=== WORK ITEM ===
Look for "utils" in each line of the records, and copy the lines that have it.

[Start of Attachment]

use crate::config::ExtractionLimits;
use crate::error::{ExtractError, ResolveError};
use crate::filter::ReferenceFilter;
use crate::parsers::text::{clean_fragments, is_substantial};
use crate::results::ExtractedContent;
use scraper::{ElementRef, Html, Selector};
use url::Url;

/// Selectors used for extraction, compiled once per document
struct Selectors {
    title: Selector,
    headings: Selector,
    links: Selector,
    images: Selector,
    paragraphs: Selector,
}

impl Selectors {
    fn new() -> Result<Self, ExtractError> {
        Ok(Self {
            title: selector("title")?,
            headings: selector("h1, h2, h3")?,
            links: selector("a[href]")?,
            images: selector("img[src]")?,
            paragraphs: selector("p")?,
        })
    }
}

fn selector(css: &str) -> Result<Selector, ExtractError> {
    Selector::parse(css).map_err(|e| ExtractError::Selector {
        selector: css.to_string(),
        reason: e.to_string(),
    })
}

/// Extract a bounded content summary from HTML markup.
///
/// Relative references are resolved against `base_url`. A reference that
/// cannot be resolved drops only that element.
pub fn extract(
    markup: &str,
    base_url: &Url,
    limits: &ExtractionLimits,
) -> Result<ExtractedContent, ExtractError> {
    let selectors = Selectors::new()?;
    let doc = Html::parse_document(markup);
    let filter = ReferenceFilter::new(base_url.clone());

    let content = ExtractedContent {
        page_title: page_title(&doc, &selectors),
        headings: headings(&doc, &selectors, limits.max_headings),
        links: references(
            doc.select(&selectors.links),
            "href",
            limits.max_links,
            |href| filter.resolve_link(href),
        ),
        images: references(
            doc.select(&selectors.images),
            "src",
            limits.max_images,
            |src| filter.resolve_image(src),
        ),
        paragraphs: paragraphs(
            &doc,
            &selectors,
            limits.max_paragraphs,
            limits.min_paragraph_chars,
        ),
    };

    ::log::debug!(
        "Extracted {} headings, {} links, {} images, {} paragraphs from {}",
        content.headings.len(),
        content.links.len(),
        content.images.len(),
        content.paragraphs.len(),
        base_url
    );

    Ok(content)
}

/// Text of the first `<title>`, taken as-is; an empty title counts as absent
fn page_title(doc: &Html, selectors: &Selectors) -> Option<String> {
    let title = doc.select(&selectors.title).next()?;
    let text = title.text().collect::<String>();
    (!text.is_empty()).then_some(text)
}

fn headings(doc: &Html, selectors: &Selectors, max: usize) -> Vec<String> {
    doc.select(&selectors.headings)
        .map(|heading| clean_fragments(heading.text()))
        .filter(|text| !text.is_empty())
        .take(max)
        .collect()
}

fn paragraphs(doc: &Html, selectors: &Selectors, max: usize, min_chars: usize) -> Vec<String> {
    doc.select(&selectors.paragraphs)
        .map(|p| clean_fragments(p.text()))
        .filter(|text| is_substantial(text, min_chars))
        .take(max)
        .collect()
}

/// Collect resolved references, skipping any element whose value fails to resolve
fn references<'a, I, F>(elements: I, attr: &str, max: usize, resolve: F) -> Vec<String>
where
    I: Iterator<Item = ElementRef<'a>>,
    F: Fn(&str) -> Result<Option<String>, ResolveError>,
{
    let mut resolved = Vec::new();

    for element in elements {
        if resolved.len() >= max {
            break;
        }

        let Some(raw) = element.value().attr(attr) else {
            continue;
        };

        match resolve(raw) {
            Ok(Some(url)) => resolved.push(url),
            Ok(None) => {}
            Err(e) => {
                ::log::warn!("Error processing <{} {}>: {}", element.value().name(), attr, e);
            }
        }
    }

    resolved
}
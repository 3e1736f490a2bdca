use crate::error::ResolveError;
use url::Url;

/// Kind of element a reference was found on
#[derive(Debug, Clone, Copy, PartialEq, Eq)]
pub enum ReferenceKind {
    /// `<a href>`
    Link,
    /// `<img src>`
    Image,
}

/// Turns raw `href`/`src` values into absolute URLs relative to the page's base URL
#[derive(Debug, Clone)]
pub struct ReferenceFilter {
    base_url: Url,
}

impl ReferenceFilter {
    pub fn new(base_url: Url) -> Self {
        Self { base_url }
    }

    /// Resolve a reference found on an element of the given kind.
    ///
    /// Returns `Ok(None)` when the reference is dropped by rule (in-page
    /// fragments on links), `Err` when it cannot be turned into a URL.
    pub fn resolve(&self, raw: &str, kind: ReferenceKind) -> Result<Option<String>, ResolveError> {
        let reference = raw.trim();

        if is_absolute_http(reference) {
            // Kept verbatim when clean; embedded whitespace is left to the URL parser
            return Url::parse(reference)
                .map(|parsed| {
                    if reference.contains(char::is_whitespace) {
                        Some(parsed.to_string())
                    } else {
                        Some(reference.to_string())
                    }
                })
                .map_err(|source| ResolveError::Invalid {
                    reference: reference.to_string(),
                    source,
                });
        }

        if kind == ReferenceKind::Link && is_fragment_only(reference) {
            return Ok(None);
        }

        self.base_url
            .join(reference)
            .map(|resolved| Some(resolved.to_string()))
            .map_err(|source| ResolveError::Join {
                reference: reference.to_string(),
                base: self.base_url.to_string(),
                source,
            })
    }

    pub fn resolve_link(&self, href: &str) -> Result<Option<String>, ResolveError> {
        self.resolve(href, ReferenceKind::Link)
    }

    pub fn resolve_image(&self, src: &str) -> Result<Option<String>, ResolveError> {
        self.resolve(src, ReferenceKind::Image)
    }
}

/// Literal `http://` or `https://` prefix
pub fn is_absolute_http(reference: &str) -> bool {
    reference.starts_with("http://") || reference.starts_with("https://")
}

/// A pure in-page reference such as `#top`
pub fn is_fragment_only(reference: &str) -> bool {
    reference.starts_with('#')
}
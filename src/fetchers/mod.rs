pub mod fetcher;
pub mod web;

pub use fetcher::{Fetch, FetchRequest, FetchedPage};
pub use web::WebFetcher;
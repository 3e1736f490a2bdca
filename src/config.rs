use crate::error::ConfigError;
use serde::{Deserialize, Serialize};
use std::fs::File;
use std::io::Read;
use std::path::Path;
use std::time::Duration;

/// Configuration for fetching and extracting a page
#[derive(Debug, Clone, PartialEq, Eq, Serialize, Deserialize)]
pub struct ScraperConfig {
    /// Timeout for the single outbound request, in seconds
    #[serde(default = "default_timeout_secs")]
    pub timeout_secs: u64,

    /// Maximum number of redirects followed before giving up
    #[serde(default = "default_max_redirects")]
    pub max_redirects: usize,

    /// `User-Agent` header sent with the request
    #[serde(default = "default_user_agent")]
    pub user_agent: String,

    /// `Accept` header sent with the request
    #[serde(default = "default_accept")]
    pub accept: String,

    /// `Accept-Language` header sent with the request
    #[serde(default = "default_accept_language")]
    pub accept_language: String,

    /// Caps applied to the extracted collections
    #[serde(default)]
    pub limits: ExtractionLimits,
}

/// Size bounds for the extracted collections
#[derive(Debug, Clone, Copy, PartialEq, Eq, Serialize, Deserialize)]
pub struct ExtractionLimits {
    #[serde(default = "default_max_headings")]
    pub max_headings: usize,

    #[serde(default = "default_max_links")]
    pub max_links: usize,

    #[serde(default = "default_max_images")]
    pub max_images: usize,

    #[serde(default = "default_max_paragraphs")]
    pub max_paragraphs: usize,

    /// A paragraph is kept only when its cleaned text is longer than this
    #[serde(default = "default_min_paragraph_chars")]
    pub min_paragraph_chars: usize,
}

fn default_timeout_secs() -> u64 {
    10
}

fn default_max_redirects() -> usize {
    10
}

fn default_user_agent() -> String {
    "Mozilla/5.0 (Windows NT 10.0; Win64; x64) AppleWebKit/537.36 (KHTML, like Gecko) Chrome/91.0.4472.124 Safari/537.36".to_string()
}

fn default_accept() -> String {
    "text/html,application/xhtml+xml,application/xml;q=0.9,image/webp,*/*;q=0.8".to_string()
}

fn default_accept_language() -> String {
    "en-US,en;q=0.5".to_string()
}

fn default_max_headings() -> usize {
    10
}

fn default_max_links() -> usize {
    20
}

fn default_max_images() -> usize {
    10
}

fn default_max_paragraphs() -> usize {
    5
}

fn default_min_paragraph_chars() -> usize {
    50
}

impl Default for ExtractionLimits {
    fn default() -> Self {
        Self {
            max_headings: default_max_headings(),
            max_links: default_max_links(),
            max_images: default_max_images(),
            max_paragraphs: default_max_paragraphs(),
            min_paragraph_chars: default_min_paragraph_chars(),
        }
    }
}

impl Default for ScraperConfig {
    fn default() -> Self {
        Self {
            timeout_secs: default_timeout_secs(),
            max_redirects: default_max_redirects(),
            user_agent: default_user_agent(),
            accept: default_accept(),
            accept_language: default_accept_language(),
            limits: ExtractionLimits::default(),
        }
    }
}

impl ScraperConfig {
    /// Load configuration from a JSON file
    pub fn from_file<P: AsRef<Path>>(path: P) -> Result<Self, ConfigError> {
        let mut file = File::open(path)?;
        let mut contents = String::new();
        file.read_to_string(&mut contents)?;

        Self::from_json(&contents)
    }

    /// Load configuration from a JSON string
    pub fn from_json(json: &str) -> Result<Self, ConfigError> {
        let config: Self = serde_json::from_str(json)?;
        config.validate()?;
        Ok(config)
    }

    /// Override the request timeout
    pub fn with_timeout_secs(mut self, seconds: u64) -> Self {
        self.timeout_secs = seconds;
        self
    }

    /// Override the redirect bound (0 disables redirect following)
    pub fn with_max_redirects(mut self, max_redirects: usize) -> Self {
        self.max_redirects = max_redirects;
        self
    }

    /// Override the collection caps
    pub fn with_limits(mut self, limits: ExtractionLimits) -> Self {
        self.limits = limits;
        self
    }

    pub fn timeout(&self) -> Duration {
        Duration::from_secs(self.timeout_secs)
    }

    /// Reject settings that would leave a request unbounded
    pub fn validate(&self) -> Result<(), ConfigError> {
        if self.timeout_secs == 0 {
            return Err(ConfigError::Invalid(
                "timeout_secs must be greater than zero".to_string(),
            ));
        }
        Ok(())
    }
}

#[cfg(test)]
mod tests {
    use super::*;

    #[test]
    fn test_defaults() {
        let config = ScraperConfig::default();
        assert_eq!(config.timeout(), Duration::from_secs(10));
        assert_eq!(config.limits.max_headings, 10);
        assert_eq!(config.limits.max_links, 20);
        assert_eq!(config.limits.max_images, 10);
        assert_eq!(config.limits.max_paragraphs, 5);
        assert_eq!(config.limits.min_paragraph_chars, 50);
        assert_eq!(config.accept_language, "en-US,en;q=0.5");
    }

    #[test]
    fn test_partial_json_falls_back_to_defaults() {
        let config = ScraperConfig::from_json(r#"{"timeout_secs": 3, "limits": {"max_links": 2}}"#)
            .unwrap();
        assert_eq!(config.timeout_secs, 3);
        assert_eq!(config.limits.max_links, 2);
        assert_eq!(config.limits.max_images, 10);
        assert_eq!(config.user_agent, default_user_agent());
    }

    #[test]
    fn test_empty_json_is_default() {
        let config = ScraperConfig::from_json("{}").unwrap();
        assert_eq!(config, ScraperConfig::default());
    }

    #[test]
    fn test_zero_timeout_rejected() {
        let err = ScraperConfig::from_json(r#"{"timeout_secs": 0}"#).unwrap_err();
        assert!(matches!(err, ConfigError::Invalid(_)));
    }

    #[test]
    fn test_malformed_json_rejected() {
        let err = ScraperConfig::from_json("{ timeout_secs: ").unwrap_err();
        assert!(matches!(err, ConfigError::Json(_)));
    }

    #[test]
    fn test_missing_file() {
        let err = ScraperConfig::from_file("/nonexistent/page-digest.json").unwrap_err();
        assert!(matches!(err, ConfigError::Io(_)));
    }
}
use thiserror::Error;

/// Failure while retrieving the page over the network
#[derive(Debug, Error)]
pub enum FetchError {
    /// The target is not a syntactically valid absolute URL
    #[error("invalid URL '{url}': {source}")]
    InvalidUrl {
        url: String,
        #[source]
        source: url::ParseError,
    },

    /// Only `http` and `https` targets are fetched
    #[error("unsupported URL scheme '{0}' (expected http or https)")]
    UnsupportedScheme(String),

    /// The fixed request timeout elapsed
    #[error("request to {0} timed out")]
    Timeout(String),

    /// DNS, connection refused, TLS handshake and similar transport failures
    #[error("could not connect to {url}: {source}")]
    Connect {
        url: String,
        #[source]
        source: reqwest::Error,
    },

    /// The server answered with a non-2xx status
    #[error("HTTP {status} for {url}")]
    Status { status: u16, url: String },

    /// Any other request failure reported by the HTTP client
    #[error("request failed: {0}")]
    Request(#[source] reqwest::Error),

    /// The response body could not be read
    #[error("failed to read response body: {0}")]
    Body(#[source] reqwest::Error),

    /// A configured header value is not valid in HTTP
    #[error("invalid header value {0}")]
    InvalidHeader(String),

    /// The HTTP client itself could not be constructed
    #[error("failed to build HTTP client: {0}")]
    Client(#[source] reqwest::Error),
}

impl FetchError {
    /// Classify a reqwest error raised while sending a request to `url`
    pub fn from_request(url: &str, error: reqwest::Error) -> Self {
        if error.is_timeout() {
            Self::Timeout(url.to_string())
        } else if error.is_connect() {
            Self::Connect {
                url: url.to_string(),
                source: error,
            }
        } else if let Some(status) = error.status() {
            Self::Status {
                status: status.as_u16(),
                url: url.to_string(),
            }
        } else {
            Self::Request(error)
        }
    }
}

/// Failure that prevents extraction of the whole document
#[derive(Debug, Error)]
pub enum ExtractError {
    #[error("invalid selector '{selector}': {reason}")]
    Selector { selector: String, reason: String },

    /// The body is not markup (images, archives, arbitrary binary data)
    #[error("content is not HTML markup ({0})")]
    UnsupportedContent(String),
}

/// Failure to turn a single `href`/`src` value into an absolute URL.
///
/// These never abort extraction; the offending element is dropped.
#[derive(Debug, Error)]
pub enum ResolveError {
    #[error("cannot resolve '{reference}' against {base}: {source}")]
    Join {
        reference: String,
        base: String,
        #[source]
        source: url::ParseError,
    },

    #[error("malformed absolute URL '{reference}': {source}")]
    Invalid {
        reference: String,
        #[source]
        source: url::ParseError,
    },
}

/// Whole-request failure; its `Display` is the message reported to callers
#[derive(Debug, Error)]
pub enum ScrapeError {
    #[error("Failed to fetch URL: {0}")]
    Fetch(#[from] FetchError),

    #[error("Content extraction failed: {0}")]
    Extract(#[from] ExtractError),

    #[error("Invalid scraper configuration: {0}")]
    Config(#[from] ConfigError),
}

/// Failure to load or validate a configuration
#[derive(Debug, Error)]
pub enum ConfigError {
    #[error("failed to read config file: {0}")]
    Io(#[from] std::io::Error),

    #[error("failed to parse config: {0}")]
    Json(#[from] serde_json::Error),

    #[error("invalid config: {0}")]
    Invalid(String),
}
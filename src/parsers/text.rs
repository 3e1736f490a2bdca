/// Collapse every run of whitespace to a single space and trim both ends.
///
/// Idempotent: cleaning already-clean text returns it unchanged.
pub fn clean_text(text: &str) -> String {
    text.split_whitespace().collect::<Vec<_>>().join(" ")
}

/// Clean the concatenated text nodes of an element
pub fn clean_fragments<'a, I>(fragments: I) -> String
where
    I: IntoIterator<Item = &'a str>,
{
    clean_text(&fragments.into_iter().collect::<String>())
}

/// Length of cleaned text in characters, not bytes
fn char_len(text: &str) -> usize {
    text.chars().count()
}

/// Whether a cleaned paragraph is long enough to keep (strictly longer than `min_chars`)
pub fn is_substantial(text: &str, min_chars: usize) -> bool {
    char_len(text) > min_chars
}
use clap::Parser;
use page_digest::{FetchRequest, ScrapeOutcome, Scraper};
use std::process::ExitCode;

mod args;
use args::Args;

#[tokio::main]
async fn main() -> ExitCode {
    // Initialize logging
    env_logger::init();

    let args = Args::parse();

    // Reject malformed targets before touching the network
    let request = match FetchRequest::parse(&args.url) {
        Ok(request) => request,
        Err(e) => {
            eprintln!("error: {}", e);
            return ExitCode::from(2);
        }
    };

    let config = match args.scraper_config() {
        Ok(config) => config,
        Err(e) => {
            eprintln!("error: {}", e);
            return ExitCode::from(2);
        }
    };

    let outcome = match Scraper::from_config(&config) {
        Ok(scraper) => scraper.scrape(request.url()).await,
        Err(e) => {
            ::log::error!("Failed to create scraper: {}", e);
            ScrapeOutcome::error(request.url().as_str(), e.to_string())
        }
    };

    ::log::debug!("Scrape of {} finished with {:?}", outcome.url(), outcome.status());

    let rendered = if args.pretty {
        serde_json::to_string_pretty(&outcome)
    } else {
        serde_json::to_string(&outcome)
    };

    match rendered {
        Ok(json) => println!("{}", json),
        Err(e) => {
            eprintln!("error: failed to serialize result: {}", e);
            return ExitCode::FAILURE;
        }
    }

    if outcome.is_success() {
        ExitCode::SUCCESS
    } else {
        ExitCode::FAILURE
    }
}
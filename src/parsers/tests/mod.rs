mod text_tests;
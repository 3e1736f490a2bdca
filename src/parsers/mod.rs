pub mod html;
pub mod text;

#[cfg(test)]
mod tests;

use crate::config::ExtractionLimits;
use crate::error::ExtractError;
use crate::results::ExtractedContent;
use crate::utils;
use url::Url;

/// How a fetched body should be treated
#[derive(Debug, Clone, Copy, PartialEq, Eq)]
pub enum ParserType {
    /// HTML, XHTML, XML or any other text (parsed leniently as HTML)
    Html,
    /// Images, media, archives and other non-markup payloads
    Binary,
}

impl ParserType {
    /// Determines the parser type from a `Content-Type` header value
    pub fn from_content_type(content_type: &str) -> Self {
        let media_type = utils::media_type(content_type);

        let binary = ["image/", "audio/", "video/", "font/"]
            .iter()
            .any(|prefix| media_type.starts_with(prefix))
            || matches!(
                media_type.as_str(),
                "application/pdf"
                    | "application/zip"
                    | "application/gzip"
                    | "application/octet-stream"
                    | "application/wasm"
            );

        if binary {
            ::log::debug!("Classifying as Binary: {}", media_type);
            ParserType::Binary
        } else {
            ::log::debug!("Classifying as HTML: {}", media_type);
            ParserType::Html
        }
    }

    /// Determines the parser type from the header if present, else by sniffing the body
    pub fn detect(content_type: Option<&str>, body: &[u8]) -> Self {
        match content_type {
            Some(ct) if !ct.trim().is_empty() => Self::from_content_type(ct),
            _ if utils::looks_binary(body) => ParserType::Binary,
            _ => ParserType::Html,
        }
    }
}

/// Entry point from raw response bytes to extracted content
pub struct Parser;

impl Parser {
    /// Decode and extract a fetched body
    pub fn extract(
        body: &[u8],
        content_type: Option<&str>,
        base_url: &Url,
        limits: &ExtractionLimits,
    ) -> Result<ExtractedContent, ExtractError> {
        match ParserType::detect(content_type, body) {
            ParserType::Html => {
                let markup = utils::decode_body(body, content_type);
                html::extract(&markup, base_url, limits)
            }
            ParserType::Binary => Err(ExtractError::UnsupportedContent(
                content_type
                    .map(utils::media_type)
                    .unwrap_or_else(|| "binary data".to_string()),
            )),
        }
    }
}
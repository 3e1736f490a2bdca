use crate::parsers::text::{clean_fragments, clean_text, is_substantial};

#[test]
fn test_clean_text_collapses_mixed_whitespace() {
    assert_eq!(clean_text("  Hello,\t\tworld \n\n again  "), "Hello, world again");
    assert_eq!(clean_text("a\u{00a0}\u{00a0}b"), "a b");
}

#[test]
fn test_clean_text_is_idempotent() {
    let samples = ["Already clean", "  messy \n text\t", "", "   "];
    for sample in samples {
        let once = clean_text(sample);
        assert_eq!(clean_text(&once), once, "cleaning {:?} twice changed it", sample);
    }
}

#[test]
fn test_clean_text_whitespace_only_is_empty() {
    assert_eq!(clean_text(" \n\t "), "");
}

#[test]
fn test_clean_fragments_concatenates_without_separator() {
    assert_eq!(clean_fragments(["Hello ", "wor", "ld\n"]), "Hello world");
}

#[test]
fn test_substantial_boundary_is_strict() {
    let fifty = "a".repeat(50);
    let fifty_one = "a".repeat(51);
    assert!(!is_substantial(&fifty, 50));
    assert!(is_substantial(&fifty_one, 50));
}

#[test]
fn test_substantial_counts_characters_not_bytes() {
    // 50 two-byte characters
    let text = "é".repeat(50);
    assert_eq!(text.len(), 100);
    assert!(!is_substantial(&text, 50));
}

[End of Attachment]

=== ANSWER SECTION ===
use crate::utils;
        let media_type = utils::media_type(content_type);
            _ if utils::looks_binary(body) => ParserType::Binary,
                let markup = utils::decode_body(body, content_type);
                    .map(utils::media_type)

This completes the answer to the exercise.